While we are working upstream in Kubernetes, we also work upstream in Origin (the open source community for OpenShift) where we leverage a vibrant gathering over over 200 corporations that have been driving innovation into OpenShift. We tailor the features of Kubernetes towards enterprise class use cases and deliver an out of box experience that people can immediately start taking advantage of in order to increase their ability to leverage these popular technologies on private and public clouds. I’d like to call out a few new features that will grab your attention in OpenShift 3.3.
- Cluster Longevity
- Framework Services
Four main features in OpenShift 3.3 open the door to easier usage of the solution in production environments. Due to the unbelievable popularity of OpenShift 3, the product has found itself in some critical production situations with customer revenue generating applications. People are leveraging OpenShift 3 to run critical business services...today. OpenShift 3.3 delivers the following four features to assist in that usage:
Controllable Source IP
Tenants on the platform would like to leverage data sources or end points that live outside of the platform such as HRM, CRM, or ERM systems. These could be anything from specialized hardware appliances to decade old deployments that simply have stood the test of time. Due to where they are located in the datacenter, customers have chosen to guard access to them by firewalling them off and only allowing for approved IP address connections. This access design was common before the age of API management and is still used today for many business services.
The problem with cloud architectures and containers, is as you increase the mobility and manageability of the container it has a higher chance of moving around the cluster. This means that the underlying source IP packet, that comes from the actual node level, can change as the container moves around the cluster. If that is changing, it becomes difficult to grant access from an application living on a cloud platform to a service that is behind corporate firewalls. Thus we have a problem getting to the good stuff!

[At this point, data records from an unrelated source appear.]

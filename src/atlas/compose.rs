//! Atlas composition.
//!
//! Walks a [`CoordinateMap`] in entry order, stages one layer per resolvable
//! cell and composites them onto a transparent canvas. A missing or broken
//! texture only skips its own cell; `unused` cells get the magenta
//! placeholder so legacy renderers can tell "blank on purpose" from "empty".

use super::codec::{self, Layer};
use super::{AtlasError, CellAssignment, CoordinateMap};
use image::{Rgba, RgbaImage};
use std::collections::HashMap;
use std::path::{Path, PathBuf};
use tracing::{debug, warn};

/// Fill color for `unused` cells when no placeholder asset is available.
pub const PLACEHOLDER_COLOR: Rgba<u8> = Rgba([255, 0, 255, 255]);

/// Transparent canvas background
const TRANSPARENT: Rgba<u8> = Rgba([0, 0, 0, 0]);

/// Outcome of composing one atlas.
#[derive(Debug, Default)]
pub struct Composition {
    /// Finished canvas, or `None` if no texture layer was staged
    pub image: Option<RgbaImage>,
    /// Asset names placed on the canvas, in application order
    pub placed: Vec<String>,
    /// Asset names the map references but no source provides
    pub missing: Vec<String>,
    /// Asset names whose source image failed to decode
    pub failed: Vec<String>,
    /// Cell keys outside the grid
    pub out_of_bounds: Vec<String>,
    /// Number of cells filled with the placeholder
    pub placeholders: usize,
}

impl Composition {
    /// Whether a canvas was produced.
    pub fn has_image(&self) -> bool {
        self.image.is_some()
    }

    /// Names that did not make it onto the canvas.
    pub fn skipped_names(&self) -> impl Iterator<Item = &String> {
        self.missing.iter().chain(self.failed.iter())
    }
}

/// Solid placeholder tile of the given size.
pub fn placeholder_tile(cell_size: u32) -> RgbaImage {
    RgbaImage::from_pixel(cell_size, cell_size, PLACEHOLDER_COLOR)
}

/// Compose an atlas from a map and a `name → source image` lookup.
///
/// # Arguments
/// * `map` - Grid layout and cell assignments
/// * `sources` - Logical asset name to image path
/// * `placeholder` - Optional on-disk placeholder asset for `unused` cells
///
/// # Returns
/// A [`Composition`]. The image is `None` when no texture layer was staged;
/// placeholder cells alone do not count.
pub fn compose_atlas(
    map: &CoordinateMap,
    sources: &HashMap<String, PathBuf>,
    placeholder: Option<&Path>,
) -> Composition {
    let cell = map.cell_size;
    let mut result = Composition::default();
    let (width, height) = match map.checked_canvas_size() {
        Ok(size) => size,
        Err(e) => {
            warn!(error = %e, "atlas canvas too large, skipping");
            return result;
        }
    };
    let mut layers: Vec<Layer> = Vec::new();
    let mut placeholder_image: Option<RgbaImage> = None;
    let mut texture_layers = 0usize;

    for entry in map.entries() {
        if !map.in_bounds(entry.x, entry.y) {
            warn!(key = %entry.key, cols = map.cols, rows = map.rows, "cell outside grid, skipping");
            result.out_of_bounds.push(entry.key.clone());
            continue;
        }
        // in_bounds plus the canvas check keep both within the canvas
        let x = entry.x as u32 * cell;
        let y = entry.y as u32 * cell;

        match &entry.assignment {
            CellAssignment::Unused => {
                let tile = placeholder_image
                    .get_or_insert_with(|| load_placeholder(placeholder, cell))
                    .clone();
                layers.push(Layer { image: tile, x, y });
                result.placeholders += 1;
            }
            CellAssignment::Asset(name) => {
                let Some(path) = sources.get(name) else {
                    debug!(name = %name, "no source for mapped asset");
                    result.missing.push(name.clone());
                    continue;
                };
                match codec::decode(path) {
                    Ok(image) => {
                        layers.push(Layer { image: codec::resize(image, cell, cell), x, y });
                        result.placed.push(name.clone());
                        texture_layers += 1;
                    }
                    Err(e) => {
                        warn!(name = %name, error = %e, "failed to decode texture, skipping");
                        result.failed.push(name.clone());
                    }
                }
            }
        }
    }

    if texture_layers == 0 {
        debug!("no texture layers staged, atlas skipped");
        return result;
    }

    let mut canvas = RgbaImage::from_pixel(width, height, TRANSPARENT);
    codec::composite(&mut canvas, &layers);
    result.image = Some(canvas);
    result
}

/// Compose and, if anything was staged, write the atlas as PNG.
///
/// # Returns
/// The composition; `image` is `None` when nothing was written.
pub fn compose_to_file(
    map: &CoordinateMap,
    sources: &HashMap<String, PathBuf>,
    placeholder: Option<&Path>,
    output: &Path,
) -> Result<Composition, AtlasError> {
    map.checked_canvas_size()?;
    let composition = compose_atlas(map, sources, placeholder);
    if let Some(image) = &composition.image {
        codec::encode_png(image, output)?;
    }
    Ok(composition)
}

fn load_placeholder(path: Option<&Path>, cell: u32) -> RgbaImage {
    if let Some(path) = path.filter(|p| p.is_file()) {
        match codec::decode(path) {
            Ok(image) => return codec::resize(image, cell, cell),
            Err(e) => warn!(error = %e, "placeholder asset unreadable, generating one"),
        }
    }
    placeholder_tile(cell)
}

#[cfg(test)]
mod tests {
    use super::*;
    use tempfile::TempDir;

    fn write_tile(dir: &Path, name: &str, size: u32, color: Rgba<u8>) -> PathBuf {
        let path = dir.join(format!("{}.png", name));
        RgbaImage::from_pixel(size, size, color).save(&path).unwrap();
        path
    }

    #[test]
    fn test_compose_places_tiles() {
        let temp = TempDir::new().unwrap();
        let red = Rgba([255, 0, 0, 255]);
        let blue = Rgba([0, 0, 255, 255]);
        let sources = HashMap::from([
            ("red".to_string(), write_tile(temp.path(), "red", 4, red)),
            ("blue".to_string(), write_tile(temp.path(), "blue", 4, blue)),
        ]);
        let map = CoordinateMap::from_positions(2, 2, 4, &[("red", 0, 0), ("blue", 1, 1)]);

        let result = compose_atlas(&map, &sources, None);
        let image = result.image.unwrap();
        assert_eq!(image.dimensions(), (8, 8));
        assert_eq!(*image.get_pixel(0, 0), red);
        assert_eq!(*image.get_pixel(7, 7), blue);
        assert_eq!(*image.get_pixel(7, 0), TRANSPARENT);
        assert_eq!(result.placed, vec!["red", "blue"]);
    }

    #[test]
    fn test_unused_cells_get_placeholder() {
        let temp = TempDir::new().unwrap();
        let sources = HashMap::from([(
            "stone".to_string(),
            write_tile(temp.path(), "stone", 2, Rgba([1, 1, 1, 255])),
        )]);
        let map = CoordinateMap::from_positions(1, 3, 2, &[("stone", 0, 0), ("unused", 2, 0)]);

        let result = compose_atlas(&map, &sources, None);
        let image = result.image.unwrap();
        for y in 0..2 {
            for x in 4..6 {
                assert_eq!(*image.get_pixel(x, y), PLACEHOLDER_COLOR);
            }
        }
        assert_eq!(result.placeholders, 1);
    }

    #[test]
    fn test_placeholder_asset_used_when_present() {
        let temp = TempDir::new().unwrap();
        let green = Rgba([0, 255, 0, 255]);
        let placeholder = write_tile(temp.path(), "placeholder", 1, green);
        let sources = HashMap::from([(
            "stone".to_string(),
            write_tile(temp.path(), "stone", 2, Rgba([1, 1, 1, 255])),
        )]);
        let map = CoordinateMap::from_positions(1, 2, 2, &[("stone", 0, 0), ("unused", 1, 0)]);

        let image = compose_atlas(&map, &sources, Some(&placeholder)).image.unwrap();
        assert_eq!(*image.get_pixel(3, 1), green);
    }

    #[test]
    fn test_missing_texture_is_skipped() {
        let temp = TempDir::new().unwrap();
        let sources = HashMap::from([(
            "stone".to_string(),
            write_tile(temp.path(), "stone", 2, Rgba([1, 1, 1, 255])),
        )]);
        let map = CoordinateMap::from_positions(1, 2, 2, &[("stone", 0, 0), ("dirt", 1, 0)]);

        let result = compose_atlas(&map, &sources, None);
        assert!(result.has_image());
        assert_eq!(result.missing, vec!["dirt"]);
        assert_eq!(*result.image.unwrap().get_pixel(3, 0), TRANSPARENT);
    }

    #[test]
    fn test_undecodable_texture_is_skipped() {
        let temp = TempDir::new().unwrap();
        let bad = temp.path().join("bad.png");
        std::fs::write(&bad, b"not a png").unwrap();
        let sources = HashMap::from([
            ("bad".to_string(), bad),
            ("good".to_string(), write_tile(temp.path(), "good", 2, Rgba([5, 5, 5, 255]))),
        ]);
        let map = CoordinateMap::from_positions(1, 2, 2, &[("bad", 0, 0), ("good", 1, 0)]);

        let result = compose_atlas(&map, &sources, None);
        assert_eq!(result.failed, vec!["bad"]);
        assert_eq!(result.placed, vec!["good"]);
        assert_eq!(result.skipped_names().count(), 1);
    }

    #[test]
    fn test_out_of_bounds_coordinates_skipped() {
        let temp = TempDir::new().unwrap();
        let color = Rgba([3, 3, 3, 255]);
        let sources = HashMap::from([("a".to_string(), write_tile(temp.path(), "a", 2, color))]);
        let map = CoordinateMap::from_json_str(
            r#"{"rows": 1, "cols": 1, "tile_size": 2,
                "coordinates": {"0,0": "a", "1,0": "a", "0,1": "a", "-1,0": "unused"}}"#,
        )
        .unwrap();

        let result = compose_atlas(&map, &sources, None);
        assert_eq!(result.out_of_bounds.len(), 3);
        assert_eq!(result.placeholders, 0);
        let image = result.image.unwrap();
        assert_eq!(image.dimensions(), (2, 2));
    }

    #[test]
    fn test_resizes_to_cell() {
        let temp = TempDir::new().unwrap();
        let color = Rgba([8, 8, 8, 255]);
        let sources = HashMap::from([("big".to_string(), write_tile(temp.path(), "big", 32, color))]);
        let map = CoordinateMap::from_positions(1, 2, 16, &[("big", 1, 0)]);

        let image = compose_atlas(&map, &sources, None).image.unwrap();
        assert_eq!(image.dimensions(), (32, 16));
        assert_eq!(*image.get_pixel(16, 0), color);
        assert_eq!(*image.get_pixel(15, 0), TRANSPARENT);
    }

    #[test]
    fn test_same_cell_last_entry_wins() {
        let temp = TempDir::new().unwrap();
        let first = Rgba([1, 0, 0, 255]);
        let second = Rgba([2, 0, 0, 255]);
        let sources = HashMap::from([
            ("first".to_string(), write_tile(temp.path(), "first", 1, first)),
            ("second".to_string(), write_tile(temp.path(), "second", 1, second)),
        ]);
        // " 0,0" sorts before "0,0", so "0,0" is applied last
        let map = CoordinateMap::from_json_str(
            r#"{"rows": 1, "cols": 1, "tile_size": 1,
                "coordinates": {"0,0": "second", " 0,0": "first"}}"#,
        )
        .unwrap();

        let image = compose_atlas(&map, &sources, None).image.unwrap();
        assert_eq!(*image.get_pixel(0, 0), second);
    }

    #[test]
    fn test_nothing_staged_skips_atlas() {
        let map = CoordinateMap::from_positions(2, 2, 4, &[("a", 0, 0), ("unused", 1, 1)]);
        let result = compose_atlas(&map, &HashMap::new(), None);
        assert!(!result.has_image());
        assert_eq!(result.missing, vec!["a"]);
    }

    #[test]
    fn test_compose_to_file_skips_empty() {
        let temp = TempDir::new().unwrap();
        let output = temp.path().join("terrain.png");
        let map = CoordinateMap::from_positions(1, 1, 4, &[("a", 0, 0)]);

        let result = compose_to_file(&map, &HashMap::new(), None, &output).unwrap();
        assert!(!result.has_image());
        assert!(!output.exists());
    }

    #[test]
    fn test_oversized_grid_is_refused_before_allocating() {
        let temp = TempDir::new().unwrap();
        let sources = HashMap::from([("a".to_string(), write_tile(temp.path(), "a", 4, Rgba([1, 2, 3, 255])))]);
        let map = CoordinateMap::from_positions(1, 1, 4, &[("a", 0, 0)]).with_cell_size(u32::MAX / 2);

        let result = compose_atlas(&map, &sources, None);
        assert!(!result.has_image());
        assert!(result.placed.is_empty());

        let output = temp.path().join("terrain.png");
        let err = compose_to_file(&map, &sources, None, &output).unwrap_err();
        assert!(matches!(err, AtlasError::MalformedMap(_)));
        assert!(!output.exists());
    }
}
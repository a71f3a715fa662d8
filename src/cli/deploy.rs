//! Deploy command implementation

use std::path::Path;
use std::process::ExitCode;

use super::{load_project, EXIT_ERROR, EXIT_SUCCESS};
use crate::config::CliOverrides;
use crate::deploy::Deployer;

/// Run the deploy command
pub fn run_deploy(config: Option<&Path>, selector: &str) -> ExitCode {
    let Some(project) = load_project(config, &CliOverrides::default()) else {
        return ExitCode::from(EXIT_ERROR);
    };
    let profiles = match project.select_profiles(Some(selector)) {
        Ok(profiles) => profiles,
        Err(e) => {
            eprintln!("Error: {}", e);
            return ExitCode::from(EXIT_ERROR);
        }
    };

    let deployer = Deployer::new(project.config().deploy.backup);
    let mut failed = 0;
    for id in &profiles {
        let artifact = project.artifact_path(id);
        let target = project.deploy_target(id);
        match deployer.deploy(id, &artifact, target.as_deref()) {
            Ok(report) => {
                println!("{} -> {}", id, report.target.display());
                if let Some(backup) = report.backup {
                    println!("  backup: {}", backup.display());
                }
            }
            Err(e) => {
                eprintln!("{}: {}", id, e);
                failed += 1;
            }
        }
    }

    if failed == 0 {
        ExitCode::from(EXIT_SUCCESS)
    } else {
        eprintln!("{} of {} deploy(s) failed", failed, profiles.len());
        ExitCode::from(EXIT_ERROR)
    }
}
//! Build pipeline module for packsmith
//!
//! Turns the shared asset tree into one output directory and artifact per
//! profile.
//!
//! # Overview
//!
//! The build system consists of:
//! - **Pipeline**: discover, filter, transform and reconcile one profile
//! - **Queue**: debounce build requests and keep one build per profile in flight
//! - **Results**: per-profile outcomes and multi-profile summaries
//!
//! # Example
//!
//! ```ignore
//! use packsmith::build::Pipeline;
//! use packsmith::project::Project;
//!
//! let project = Project::load(None)?;
//! let pipeline = Pipeline::new(project);
//! let outcome = pipeline.build("b1.7.3");
//! println!("{} files processed", outcome.result.processed.len());
//! ```

pub mod context;
pub mod pipeline;
pub mod queue;
pub mod result;

pub use context::*;
pub use pipeline::*;
pub use queue::*;
pub use result::*;
//! Per-profile transformers
//!
//! A [`Transformer`] turns the discovered inventory into one profile's output
//! tree. The registry dispatches by profile id; there is no hierarchy beyond
//! the trait itself.

pub mod beta_grid;
pub mod passthrough;
pub mod registry;

pub use beta_grid::*;
pub use passthrough::*;
pub use registry::*;

use crate::assets::{AssetKind, AssetRecord};
use crate::build::BuildContext;
use serde::Serialize;
use std::fs;
use std::path::Path;
use tracing::warn;

/// Capability implemented once per profile flavour.
pub trait Transformer: Send + Sync {
    /// Profile this instance was registered for.
    fn profile_id(&self) -> &str;

    /// Asset kinds this transformer consumes. Metadata kinds are always
    /// added by the orchestrator.
    fn required_kinds(&self) -> &[AssetKind];

    /// Whether this transformer can serve `profile_id`.
    fn is_applicable(&self, profile_id: &str) -> bool {
        profile_id == self.profile_id()
    }

    /// Short human-readable name (`beta-grid`, `passthrough`).
    fn name(&self) -> &'static str;

    /// Produce the profile's output under `ctx.output_dir`.
    fn transform(&self, records: &[AssetRecord], ctx: &BuildContext) -> TransformResult;
}

/// Outcome of one profile run.
///
/// `processed` and `skipped` never share an entry. `skipped` holds relative
/// paths of files that failed, logical names missing from the inventory, and
/// atlas outputs that were not written because nothing was staged.
#[derive(Debug, Clone, Default, PartialEq, Eq, Serialize)]
pub struct TransformResult {
    pub success: bool,
    /// Relative paths consumed or copied
    pub processed: Vec<String>,
    pub skipped: Vec<String>,
    /// Composite files written, relative to the output directory
    #[serde(skip_serializing_if = "Vec::is_empty")]
    pub outputs: Vec<String>,
    /// Source files folded into a composite instead of copied loose
    #[serde(skip_serializing_if = "Vec::is_empty")]
    pub consumed: Vec<String>,
    #[serde(skip_serializing_if = "Option::is_none")]
    pub error: Option<String>,
}

impl TransformResult {
    /// An empty successful result, ready to accumulate into.
    pub fn new() -> Self {
        Self { success: true, ..Default::default() }
    }

    /// A failed result with no processed or skipped files.
    pub fn failed(error: impl Into<String>) -> Self {
        Self { success: false, error: Some(error.into()), ..Default::default() }
    }

    /// Record a processed relative path, ignoring duplicates.
    pub fn mark_processed(&mut self, relative_path: &str) {
        if !self.processed.iter().any(|p| p == relative_path) {
            self.processed.push(relative_path.to_string());
        }
    }

    /// Record a skipped entry, ignoring duplicates and anything already processed.
    pub fn mark_skipped(&mut self, entry: &str) {
        if !self.skipped.iter().any(|s| s == entry) && !self.processed.iter().any(|p| p == entry) {
            self.skipped.push(entry.to_string());
        }
    }

    /// Record a source file that a composite output absorbed.
    pub fn mark_consumed(&mut self, relative_path: &str) {
        if !self.was_consumed(relative_path) {
            self.consumed.push(relative_path.to_string());
        }
    }

    /// Whether `relative_path` was folded into a composite.
    pub fn was_consumed(&self, relative_path: &str) -> bool {
        self.consumed.iter().any(|c| c == relative_path)
    }

    /// Whether `relative_path` names a composite this run wrote.
    pub fn is_output(&self, relative_path: &str) -> bool {
        self.outputs.iter().any(|o| o == relative_path)
    }

    /// Whether the run succeeded.
    pub fn is_success(&self) -> bool {
        self.success
    }

    /// Whether `relative_path` is in the processed list.
    pub fn was_processed(&self, relative_path: &str) -> bool {
        self.processed.iter().any(|p| p == relative_path)
    }
}

/// Copy a file byte-for-byte to `output_dir/relative_path`.
pub fn copy_to_output(source: &Path, output_dir: &Path, relative_path: &str) -> std::io::Result<()> {
    let target = output_dir.join(relative_path);
    if let Some(parent) = target.parent() {
        fs::create_dir_all(parent)?;
    }
    fs::copy(source, target)?;
    Ok(())
}

/// Copy every record through, continuing past failures.
pub(crate) fn copy_records<'a>(
    records: impl IntoIterator<Item = &'a AssetRecord>,
    output_dir: &Path,
    result: &mut TransformResult,
) {
    for record in records {
        match copy_to_output(&record.source_path, output_dir, &record.relative_path) {
            Ok(()) => result.mark_processed(&record.relative_path),
            Err(e) => {
                warn!(path = %record.relative_path, error = %e, "copy failed, skipping");
                result.mark_skipped(&record.relative_path);
            }
        }
    }
}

In comes controllable source IPs in OpenShift 3.3. Now a platform administrator can identify a node in the cluster and allocate a number of static IP address to the node (at the host level). If a tenant needs an unchanging source IP for his or her application service, they can request access to one during the process they use to ask for firewall access. The platform admin will then deploy an egress router from the tenant’s project leveraging a nodeSelector in the deploymentConfig to insure the pod lands on the host with the pre-allocated static IP address.
The egress pod’s deployment will declare one of the sourceIPs, the destinationIP of the protected service, and a gatewayIP to reach the destination. Once the pod is deployed, the platform admin can create a service to access the egress router pod. They will then add that sourceIP to the corporate firewall and close out the ticket. The tenant will now have access information to the egress router service that was created in their project (ie service.project.cluster.domainname.com).
When the tenant would like to reach the external, firewalled service they will call out to the ergress router pod’s service (ie service.project.cluster.domainname.com) in their application (ie the JDBC connection information) rather than the actual protected service url.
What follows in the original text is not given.